A 1990 Lake George graduate, he said, “I had a history with Tyler [Herrick], we did the Sagamore renovations together. When Tyler got the nod here, he recommended us.”
“This is special because I was born in Glens Falls,” said Mr. Phinney. “I grew up around here…we work all over New England at this point. To have something so close to home…I remember it in its heyday in the 80s.”
He, Mr. Herrick and Ed and Zack Moore created a 5- to 10-year master plan.
It started with “what is your brand? What do you want the brand to be? And that was an interesting conversation because the Queensbury has all this history, it has a historical brand.
“We were able to come up with a plan that they implemented on their side; branding, marketing, graphic design, website, all that stuff. And we’ve got the interior design and architecture to reinforce it.”
He said they started by doing “a bunch of things that make immediate impact — first impression stuff that everybody’s going to touch and feel.”
First, a lobby redesign “that honors the past but embraces the future.”
Mr. Phinney likewise has “a pretty long history with V&H,” the building firm.
“My first experience with them was we did the Lake George firehouse together.”
He said that was a difficult project, but “it got done on time, and they’re just good people to work with.”

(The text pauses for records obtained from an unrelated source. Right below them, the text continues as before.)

use assert_cmd::cargo::cargo_bin_cmd;
use predicates::prelude::*;

#[test]
fn test_help_shows_all_commands() {
    cargo_bin_cmd!("marquee")
        .arg("--help")
        .assert()
        .success()
        .stdout(predicate::str::contains("login"))
        .stdout(predicate::str::contains("watchlist"))
        .stdout(predicate::str::contains("movies"))
        .stdout(predicate::str::contains("rate"))
        .stdout(predicate::str::contains("profile"));
}

#[test]
fn test_watchlist_help_shows_subcommands() {
    cargo_bin_cmd!("marquee")
        .args(["watchlist", "--help"])
        .assert()
        .success()
        .stdout(predicate::str::contains("list"))
        .stdout(predicate::str::contains("add"))
        .stdout(predicate::str::contains("remove"));
}

#[test]
fn test_login_requires_email() {
    cargo_bin_cmd!("marquee")
        .arg("login")
        .assert()
        .failure()
        .stderr(predicate::str::contains("--email"));
}

#[test]
fn test_version_flag() {
    cargo_bin_cmd!("marquee")
        .arg("--version")
        .assert()
        .success()
        .stdout(predicate::str::contains("marquee"));
}
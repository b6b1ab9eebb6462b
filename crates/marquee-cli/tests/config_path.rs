use std::fs;

use assert_cmd::cargo::cargo_bin_cmd;
use predicates::prelude::*;
use tempfile::tempdir;

#[test]
fn test_config_path_command() {
    let dir = tempdir().unwrap();

    cargo_bin_cmd!("marquee")
        .env("MARQUEE_HOME", dir.path())
        .args(["config", "path"])
        .assert()
        .success()
        .stdout(predicate::str::contains("config.toml"));
}

#[test]
fn test_config_init_creates_file() {
    let dir = tempdir().unwrap();
    let config_path = dir.path().join("config.toml");

    cargo_bin_cmd!("marquee")
        .env("MARQUEE_HOME", dir.path())
        .args(["config", "init"])
        .assert()
        .success()
        .stdout(predicate::str::contains("Created config at"));

    let contents = fs::read_to_string(&config_path).unwrap();
    assert!(contents.contains("[toasts]"));
    assert!(contents.contains("[backend]"));
}

#[test]
fn test_config_init_fails_if_exists() {
    let dir = tempdir().unwrap();
    let config_path = dir.path().join("config.toml");
    fs::write(&config_path, "# existing config").unwrap();

    cargo_bin_cmd!("marquee")
        .env("MARQUEE_HOME", dir.path())
        .args(["config", "init"])
        .assert()
        .failure()
        .stderr(predicate::str::contains("already exists"));

    assert_eq!(fs::read_to_string(&config_path).unwrap(), "# existing config");
}

#[test]
fn test_config_path_works_with_broken_config() {
    let dir = tempdir().unwrap();
    fs::write(dir.path().join("config.toml"), "[toasts\nbroken").unwrap();

    cargo_bin_cmd!("marquee")
        .env("MARQUEE_HOME", dir.path())
        .args(["config", "path"])
        .assert()
        .success();
}

#[test]
fn test_broken_config_reports_path() {
    let dir = tempdir().unwrap();
    fs::write(dir.path().join("config.toml"), "[toasts\nbroken").unwrap();

    cargo_bin_cmd!("marquee")
        .env("MARQUEE_HOME", dir.path())
        .args(["movies", "popular"])
        .assert()
        .failure()
        .stderr(predicate::str::contains("config.toml"));
}
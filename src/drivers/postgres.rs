use std::error::Error as StdError;
use std::pin::Pin;
use std::sync::{Arc, Mutex};

use async_trait::async_trait;
use futures::StreamExt;
use tokio_postgres::types::{FromSql, ToSql, Type};
use tokio_postgres::{Client, NoTls, Row, RowStream};
use tracing::{debug, warn};

use crate::config::{ConnectOptions, DEFAULT_SCHEMA_NAME};
use crate::error::{DriverError, DriverResult};
use crate::traits::{Driver, DriverSession, ResultSet};
use crate::types::{ColumnMetadata, DriverValue, Nullability, TypeCode};

/// Driver for engines that speak the PostgreSQL wire protocol, using
/// tokio-postgres. Useful against local stand-ins for the remote service.
pub struct PostgresDriver {
    connection_string: String,
}

impl PostgresDriver {
    pub fn new(connection_string: impl Into<String>) -> Self {
        Self {
            connection_string: connection_string.into(),
        }
    }
}

#[async_trait]
impl Driver for PostgresDriver {
    async fn connect(&self, options: &ConnectOptions) -> DriverResult<Arc<dyn DriverSession>> {
        let (client, connection) = tokio_postgres::connect(&self.connection_string, NoTls)
            .await
            .map_err(|e| DriverError::Session(e.to_string()))?;

        // Spawn the connection handler
        tokio::spawn(async move {
            if let Err(e) = connection.await {
                warn!("PostgreSQL connection error: {}", e);
            }
        });

        if options.schema_name != DEFAULT_SCHEMA_NAME {
            client
                .batch_execute(&format!(
                    "SET search_path TO {}",
                    quote_ident(&options.schema_name)
                ))
                .await
                .map_err(|e| DriverError::Session(e.to_string()))?;
        }

        debug!("PostgreSQL session opened");
        Ok(Arc::new(PostgresSession {
            client: Mutex::new(Some(Arc::new(client))),
        }))
    }
}

struct PostgresSession {
    client: Mutex<Option<Arc<Client>>>,
}

impl PostgresSession {
    fn client(&self) -> DriverResult<Arc<Client>> {
        self.client
            .lock()
            .map_err(|_| DriverError::Other("session lock poisoned".into()))?
            .clone()
            .ok_or_else(|| DriverError::Session("session is closed".into()))
    }
}

#[async_trait]
impl DriverSession for PostgresSession {
    async fn execute_statement(&self, sql: &str) -> DriverResult<Box<dyn ResultSet>> {
        let client = self.client()?;
        let statement = client.prepare(sql).await.map_err(translate)?;
        let columns = statement
            .columns()
            .iter()
            .map(|c| column_metadata(c.name(), c.type_()))
            .collect();
        let rows = client
            .query_raw(&statement, std::iter::empty::<&dyn ToSql>())
            .await
            .map_err(translate)?;

        Ok(Box::new(PostgresResultSet {
            columns,
            rows: Some(Box::pin(rows)),
            _client: client,
        }))
    }

    async fn close(&self) -> DriverResult<()> {
        // Dropping the client ends the spawned connection task.
        self.client
            .lock()
            .map_err(|_| DriverError::Other("session lock poisoned".into()))?
            .take();
        Ok(())
    }
}

/// Rows are read off the wire as they are fetched, `max_rows` at a time.
struct PostgresResultSet {
    columns: Vec<ColumnMetadata>,
    rows: Option<Pin<Box<RowStream>>>,
    _client: Arc<Client>,
}

#[async_trait]
impl ResultSet for PostgresResultSet {
    fn columns(&self) -> &[ColumnMetadata] {
        &self.columns
    }

    async fn fetch_rows(&mut self, max_rows: usize) -> DriverResult<Option<Vec<Vec<DriverValue>>>> {
        let Some(stream) = self.rows.as_mut() else {
            return Ok(None);
        };
        let mut page = Vec::new();
        let mut finished = false;
        while page.len() < max_rows {
            match stream.next().await {
                Some(row) => page.push(row_values(&row.map_err(translate)?)?),
                None => {
                    finished = true;
                    break;
                }
            }
        }
        if finished {
            self.rows = None;
        }
        if page.is_empty() {
            return Ok(None);
        }
        Ok(Some(page))
    }

    async fn close(&mut self) -> DriverResult<()> {
        // Dropping the stream discards whatever the server still sends.
        self.rows = None;
        Ok(())
    }
}

fn translate(err: tokio_postgres::Error) -> DriverError {
    if let Some(db) = err.as_db_error() {
        return DriverError::Execution {
            message: db.message().to_string(),
            sql_state: Some(db.code().code().to_string()),
        };
    }
    if err.is_closed() {
        return DriverError::Session(err.to_string());
    }
    DriverError::Other(err.to_string())
}

fn quote_ident(ident: &str) -> String {
    format!("\"{}\"", ident.replace('"', "\"\""))
}

/// Column metadata in JDBC terms for a PostgreSQL column type.
fn column_metadata(name: &str, ty: &Type) -> ColumnMetadata {
    let (type_code, display_size, precision) = match *ty {
        Type::BOOL => (TypeCode::BOOLEAN, 5, 0),
        Type::INT2 => (TypeCode::SMALLINT, 6, 5),
        Type::INT4 => (TypeCode::INTEGER, 11, 10),
        Type::INT8 => (TypeCode::BIGINT, 20, 19),
        Type::FLOAT4 => (TypeCode::REAL, 15, 8),
        Type::FLOAT8 => (TypeCode::DOUBLE, 25, 17),
        Type::NUMERIC => (TypeCode::NUMERIC, 0, 0),
        Type::TEXT | Type::VARCHAR | Type::NAME => {
            (TypeCode::VARCHAR, 1_073_741_824, 1_073_741_824)
        }
        Type::BPCHAR => (TypeCode::CHAR, 1_073_741_824, 1_073_741_824),
        Type::BYTEA => (TypeCode::BINARY, 1_073_741_824, 1_073_741_824),
        Type::DATE => (TypeCode::DATE, 10, 0),
        Type::TIME => (TypeCode::TIME, 15, 6),
        Type::TIMESTAMP | Type::TIMESTAMPTZ => (TypeCode::TIMESTAMP, 29, 6),
        Type::BOOL_ARRAY
        | Type::INT2_ARRAY
        | Type::INT4_ARRAY
        | Type::INT8_ARRAY
        | Type::FLOAT4_ARRAY
        | Type::FLOAT8_ARRAY
        | Type::TEXT_ARRAY
        | Type::VARCHAR_ARRAY => (TypeCode::ARRAY, 0, 0),
        _ => (TypeCode::OTHER, 0, 0),
    };
    ColumnMetadata::new(name, type_code)
        .display_size(display_size)
        .precision(precision)
        .nullable(Nullability::Unknown)
}

fn row_values(row: &Row) -> DriverResult<Vec<DriverValue>> {
    row.columns()
        .iter()
        .enumerate()
        .map(|(idx, column)| cell_value(row, idx, column.type_()))
        .collect()
}

fn array<T: Into<DriverValue>>(values: Option<Vec<Option<T>>>) -> DriverValue {
    match values {
        Some(items) => DriverValue::Array(items.into_iter().map(Into::into).collect()),
        None => DriverValue::Null,
    }
}

fn cell_value(row: &Row, idx: usize, ty: &Type) -> DriverResult<DriverValue> {
    let value: Result<DriverValue, tokio_postgres::Error> = match *ty {
        Type::BOOL => row.try_get::<_, Option<bool>>(idx).map(Into::into),
        Type::INT2 => row
            .try_get::<_, Option<i16>>(idx)
            .map(|v| v.map(i64::from).into()),
        Type::INT4 => row.try_get::<_, Option<i32>>(idx).map(Into::into),
        Type::INT8 => row.try_get::<_, Option<i64>>(idx).map(Into::into),
        Type::FLOAT4 => row
            .try_get::<_, Option<f32>>(idx)
            .map(|v| v.map(f64::from).into()),
        Type::FLOAT8 => row.try_get::<_, Option<f64>>(idx).map(Into::into),
        Type::BYTEA => row
            .try_get::<_, Option<Vec<u8>>>(idx)
            .map(|v| v.map_or(DriverValue::Null, DriverValue::Bytes)),
        Type::DATE => row
            .try_get::<_, Option<chrono::NaiveDate>>(idx)
            .map(|v| v.map_or(DriverValue::Null, DriverValue::Date)),
        Type::TIMESTAMP => row
            .try_get::<_, Option<chrono::NaiveDateTime>>(idx)
            .map(|v| v.map_or(DriverValue::Null, DriverValue::Timestamp)),
        Type::TIMESTAMPTZ => row
            .try_get::<_, Option<chrono::DateTime<chrono::Utc>>>(idx)
            .map(|v| v.map_or(DriverValue::Null, |ts| DriverValue::Timestamp(ts.naive_utc()))),
        Type::TIME => row
            .try_get::<_, Option<chrono::NaiveTime>>(idx)
            .map(|v| {
                v.map_or(DriverValue::Null, |t| {
                    DriverValue::Text(t.format("%H:%M:%S%.f").to_string())
                })
            }),
        Type::BOOL_ARRAY => row.try_get::<_, Option<Vec<Option<bool>>>>(idx).map(array),
        Type::INT2_ARRAY => row
            .try_get::<_, Option<Vec<Option<i16>>>>(idx)
            .map(|v| array(v.map(|items| items.into_iter().map(|i| i.map(i64::from)).collect()))),
        Type::INT4_ARRAY => row.try_get::<_, Option<Vec<Option<i32>>>>(idx).map(array),
        Type::INT8_ARRAY => row.try_get::<_, Option<Vec<Option<i64>>>>(idx).map(array),
        Type::FLOAT4_ARRAY => row
            .try_get::<_, Option<Vec<Option<f32>>>>(idx)
            .map(|v| array(v.map(|items| items.into_iter().map(|f| f.map(f64::from)).collect()))),
        Type::FLOAT8_ARRAY => row.try_get::<_, Option<Vec<Option<f64>>>>(idx).map(array),
        Type::TEXT_ARRAY | Type::VARCHAR_ARRAY => row
            .try_get::<_, Option<Vec<Option<String>>>>(idx)
            .map(|v| array(v.map(|items| items.into_iter().map(|s| s.map(DriverValue::Text)).collect()))),
        Type::NUMERIC => {
            return Err(DriverError::Unsupported(format!(
                "cannot decode column {} of type NUMERIC",
                row.columns()[idx].name()
            )))
        }
        _ => row
            .try_get::<_, Option<AnyText>>(idx)
            .map(|v| v.map_or(DriverValue::Null, |text| DriverValue::Text(text.0))),
    };
    value.map_err(|e| DriverError::Protocol(format!("unsupported column type {}: {}", ty, e)))
}

/// Text rendering for any column type without a dedicated decoder.
///
/// Textual wire formats (text, json, enums, xml) pass through; `jsonb`
/// drops its version byte and `uuid` is printed hyphenated. Anything else
/// that is not UTF-8 is rendered as `\x`-prefixed hex.
struct AnyText(String);

impl<'a> FromSql<'a> for AnyText {
    fn from_sql(ty: &Type, raw: &'a [u8]) -> Result<Self, Box<dyn StdError + Sync + Send>> {
        if *ty == Type::UUID && raw.len() == 16 {
            let h = hex(raw);
            return Ok(AnyText(format!(
                "{}-{}-{}-{}-{}",
                &h[0..8],
                &h[8..12],
                &h[12..16],
                &h[16..20],
                &h[20..32]
            )));
        }
        let raw = match (ty, raw.split_first()) {
            (&Type::JSONB, Some((&1, rest))) => rest,
            _ => raw,
        };
        match std::str::from_utf8(raw) {
            Ok(text) => Ok(AnyText(text.to_string())),
            Err(_) => Ok(AnyText(format!("\\x{}", hex(raw)))),
        }
    }

    fn accepts(_: &Type) -> bool {
        true
    }
}

fn hex(bytes: &[u8]) -> String {
    bytes.iter().map(|b| format!("{:02x}", b)).collect()
}
use std::collections::{BTreeMap, HashMap};

use chrono::{NaiveDate, NaiveDateTime};

/// Represents a query parameter value.
/// The query formatter renders these as SQL literals.
#[derive(Debug, Clone, PartialEq)]
pub enum SqlValue {
    Null,
    Bool(bool),
    Int(i64),
    Float(f64),
    Text(String),
    Date(NaiveDate),
    Timestamp(NaiveDateTime),
    /// Rendered as a parenthesized list, e.g. for `IN {0:s}`.
    List(Vec<SqlValue>),
}

impl From<&str> for SqlValue {
    fn from(value: &str) -> Self {
        SqlValue::Text(value.to_string())
    }
}

impl From<String> for SqlValue {
    fn from(value: String) -> Self {
        SqlValue::Text(value)
    }
}

impl From<i32> for SqlValue {
    fn from(value: i32) -> Self {
        SqlValue::Int(i64::from(value))
    }
}

impl From<i64> for SqlValue {
    fn from(value: i64) -> Self {
        SqlValue::Int(value)
    }
}

impl From<f64> for SqlValue {
    fn from(value: f64) -> Self {
        SqlValue::Float(value)
    }
}

impl From<bool> for SqlValue {
    fn from(value: bool) -> Self {
        SqlValue::Bool(value)
    }
}

impl From<NaiveDate> for SqlValue {
    fn from(value: NaiveDate) -> Self {
        SqlValue::Date(value)
    }
}

impl From<NaiveDateTime> for SqlValue {
    fn from(value: NaiveDateTime) -> Self {
        SqlValue::Timestamp(value)
    }
}

impl<T: Into<SqlValue>> From<Vec<T>> for SqlValue {
    fn from(values: Vec<T>) -> Self {
        SqlValue::List(values.into_iter().map(Into::into).collect())
    }
}

impl<T: Into<SqlValue>> From<Option<T>> for SqlValue {
    fn from(value: Option<T>) -> Self {
        match value {
            Some(v) => v.into(),
            None => SqlValue::Null,
        }
    }
}

/// Parameters bound to a query template.
///
/// Positional values fill `{0:s}`, `{1:d}` and `{}`; named values fill
/// `{name:s}`. A template may use both.
#[derive(Debug, Clone, Default, PartialEq)]
pub struct Params {
    positional: Vec<SqlValue>,
    named: BTreeMap<String, SqlValue>,
}

impl Params {
    pub fn new() -> Self {
        Self::default()
    }

    /// Append a positional value.
    pub fn arg(mut self, value: impl Into<SqlValue>) -> Self {
        self.positional.push(value.into());
        self
    }

    /// Bind a named value, replacing any earlier value under `name`.
    pub fn named_arg(mut self, name: impl Into<String>, value: impl Into<SqlValue>) -> Self {
        self.named.insert(name.into(), value.into());
        self
    }

    pub fn positional(&self) -> &[SqlValue] {
        &self.positional
    }

    pub fn named(&self) -> &BTreeMap<String, SqlValue> {
        &self.named
    }

    pub fn len(&self) -> usize {
        self.positional.len() + self.named.len()
    }

    pub fn is_empty(&self) -> bool {
        self.len() == 0
    }
}

impl From<()> for Params {
    fn from(_: ()) -> Self {
        Params::new()
    }
}

impl From<Vec<SqlValue>> for Params {
    fn from(positional: Vec<SqlValue>) -> Self {
        Params {
            positional,
            named: BTreeMap::new(),
        }
    }
}

impl<const N: usize> From<[SqlValue; N]> for Params {
    fn from(values: [SqlValue; N]) -> Self {
        Params::from(Vec::from(values))
    }
}

impl From<BTreeMap<String, SqlValue>> for Params {
    fn from(named: BTreeMap<String, SqlValue>) -> Self {
        Params {
            positional: Vec::new(),
            named,
        }
    }
}

impl From<HashMap<String, SqlValue>> for Params {
    fn from(values: HashMap<String, SqlValue>) -> Self {
        Params::from(values.into_iter().collect::<BTreeMap<_, _>>())
    }
}

/// Builds positional [`Params`]: `params![1, "x", None::<i64>]`.
///
/// Chain [`Params::named_arg`] to add named values to the same set.
#[macro_export]
macro_rules! params {
    () => {
        $crate::types::Params::new()
    };
    ($($value:expr),+ $(,)?) => {
        $crate::types::Params::from(::std::vec![$($crate::types::SqlValue::from($value)),+])
    };
}

/// Builds named [`Params`]: `named_params! { "a" => 1, "b" => "x" }`.
#[macro_export]
macro_rules! named_params {
    () => {
        $crate::types::Params::new()
    };
    ($($name:expr => $value:expr),+ $(,)?) => {
        $crate::types::Params::new()
            $(.named_arg($name, $value))+
    };
}
//! Parameter substitution into SQL templates.
//!
//! Placeholders use brace syntax: `{0:s}`, `{1:d}`, `{name:s}`, `{}` for
//! automatic numbering and `{{` / `}}` for literal braces. Values are rendered
//! as SQL literals before substitution.
//!
//! Known limitation: string literals drop backslashes instead of doubling
//! them, and carriage returns become newlines. `'a\b'` is sent as `'ab'`.
//! Callers that need a literal backslash cannot express it through
//! parameters.

use crate::error::{Error, Result};
use crate::types::{Params, SqlValue};

#[derive(Debug, Clone, PartialEq)]
enum FieldRef {
    Index(usize),
    Name(String),
}

#[derive(Debug, Clone, Copy, PartialEq)]
enum Numbering {
    Unset,
    Automatic,
    Manual,
}

#[derive(Debug)]
struct Placeholder<'a> {
    text: &'a str,
    field: FieldRef,
    spec: &'a str,
}

/// Substitute `params` into `template`.
pub fn format_query(template: &str, params: &Params) -> Result<String> {
    let mut out = String::with_capacity(template.len() + 16);
    let mut numbering = Numbering::Unset;
    let mut next_auto = 0;
    let mut rest = template;

    while let Some(pos) = rest.find(['{', '}']) {
        out.push_str(&rest[..pos]);
        let tail = &rest[pos..];

        if tail.starts_with("{{") {
            out.push('{');
            rest = &tail[2..];
        } else if tail.starts_with("}}") {
            out.push('}');
            rest = &tail[2..];
        } else if tail.starts_with('}') {
            return Err(Error::Programming(format!(
                "single '}}' encountered in query at offset {}",
                template.len() - tail.len()
            )));
        } else {
            let end = tail.find('}').ok_or_else(|| {
                Error::Programming(format!(
                    "unmatched '{{' in query at offset {}",
                    template.len() - tail.len()
                ))
            })?;
            let inner = &tail[1..end];
            if inner.contains('{') {
                return Err(Error::Programming(format!(
                    "nested placeholder in query: {{{}}}",
                    inner
                )));
            }
            let placeholder = parse_placeholder(&tail[..=end], inner, &mut numbering, &mut next_auto)?;
            let value = lookup(params, &placeholder.field)?;
            out.push_str(&render(&placeholder, value)?);
            rest = &tail[end + 1..];
        }
    }
    out.push_str(rest);
    Ok(out)
}

fn parse_placeholder<'a>(
    text: &'a str,
    inner: &'a str,
    numbering: &mut Numbering,
    next_auto: &mut usize,
) -> Result<Placeholder<'a>> {
    let (name, spec) = match inner.split_once(':') {
        Some((name, spec)) => (name, spec),
        None => (inner, ""),
    };

    let field = if name.is_empty() {
        if *numbering == Numbering::Manual {
            return Err(Error::Programming(
                "cannot switch from manual field numbering to automatic".into(),
            ));
        }
        *numbering = Numbering::Automatic;
        *next_auto += 1;
        FieldRef::Index(*next_auto - 1)
    } else if name.bytes().all(|b| b.is_ascii_digit()) {
        if *numbering == Numbering::Automatic {
            return Err(Error::Programming(
                "cannot switch from automatic field numbering to manual".into(),
            ));
        }
        *numbering = Numbering::Manual;
        let index = name.parse().map_err(|_| {
            Error::Programming(format!("placeholder index too large: {}", text))
        })?;
        FieldRef::Index(index)
    } else {
        FieldRef::Name(name.to_string())
    };

    Ok(Placeholder { text, field, spec })
}

fn lookup<'p>(params: &'p Params, field: &FieldRef) -> Result<&'p SqlValue> {
    match field {
        FieldRef::Index(index) => {
            params
                .positional()
                .get(*index)
                .ok_or(Error::MissingPositional {
                    index: *index,
                    supplied: params.positional().len(),
                })
        }
        FieldRef::Name(name) => params
            .named()
            .get(name)
            .ok_or_else(|| Error::MissingNamed(name.clone())),
    }
}

fn render(placeholder: &Placeholder<'_>, value: &SqlValue) -> Result<String> {
    if let SqlValue::Null = value {
        return Ok("null".to_string());
    }
    match placeholder.spec {
        "" | "s" => literal(placeholder, value),
        "d" => match value {
            SqlValue::Int(_) | SqlValue::Float(_) => literal(placeholder, value),
            other => Err(type_error(
                placeholder,
                format!("format specifier 'd' requires a number, got {:?}", other),
            )),
        },
        spec => Err(type_error(
            placeholder,
            format!("unsupported format specifier {:?}", spec),
        )),
    }
}

fn literal(placeholder: &Placeholder<'_>, value: &SqlValue) -> Result<String> {
    let rendered = match value {
        SqlValue::Null => "null".to_string(),
        SqlValue::Bool(b) => b.to_string(),
        SqlValue::Int(i) => i.to_string(),
        SqlValue::Float(f) => format!("{:?}", f),
        SqlValue::Text(s) => escape_string(s),
        SqlValue::Date(d) => format!("DATE '{}'", d.format("%Y-%m-%d")),
        SqlValue::Timestamp(ts) => {
            format!("TIMESTAMP '{}'", ts.format("%Y-%m-%d %H:%M:%S%.3f"))
        }
        SqlValue::List(items) => {
            if items.is_empty() {
                return Err(type_error(placeholder, "empty list".to_string()));
            }
            let rendered = items
                .iter()
                .map(|item| literal(placeholder, item))
                .collect::<Result<Vec<_>>>()?;
            format!("({})", rendered.join(", "))
        }
    };
    Ok(rendered)
}

/// Quote a string literal: backslashes are dropped, `\r` becomes `\n` and
/// single quotes are doubled.
pub fn escape_string(value: &str) -> String {
    let mut out = String::with_capacity(value.len() + 2);
    out.push('\'');
    for c in value.chars() {
        match c {
            '\\' => {}
            '\r' => out.push('\n'),
            '\'' => out.push_str("''"),
            c => out.push(c),
        }
    }
    out.push('\'');
    out
}

fn type_error(placeholder: &Placeholder<'_>, reason: String) -> Error {
    Error::ParameterType {
        placeholder: placeholder.text.to_string(),
        reason,
    }
}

Mr. Phinney said, “Architects usually have really big egos. It’s ‘here’s my vision and I hope you all love it.’ That’s not what we’re about.
“We’re about, it’s a team, best ideas rise to the surface, how do we collaborate? Everyone’s got an important part in this thing. How do we get it done together?”
He said balancing aesthetics, cost, and schedule is key.
“And this project was a toughie, because we were dealing with all sorts of supply chain issues. We had to change gears and switch different things.”
Mr. Phinney said he fell in love with architecture at age 15 at Lake George High School. “I was very artistic growing up. But I also was good at science and math. So my guidance counselor said you might want to think about architecture.
“I thought I was going to be an artist. I had an art teacher say, look don’t be an artist. ‘Well why not?’ And he’s like, it’s a tough life. By the time I was 16, I was convinced I was going to be an architect…”
He said that as a high school junior he visited RPI and saw a design studio and said, “I want to go to school here.”
He said RPI had a new head football coach. “And I was in his first recruiting class. He came and recruited me and said I’d really like you to come play football for RPI. I said ‘well you aren’t going to have a hard time, buddy, because I really want to go to school there.’”
He played middle linebacker but gave it up after two years, “because architecture and football is a pretty tough combination it turns out.
“Architecture, especially then, the curriculum is extremely demanding. A lot of all-nighters,” he said.
Mr. Phinney says of the ballroom project, “Tyler said, ‘Listen, if I have a 4- to 500 person space, I can bring conventions here….business to downtown Glens Falls that hasn’t been here in 40 years.’ And he’s doing it, he’s already doing it.”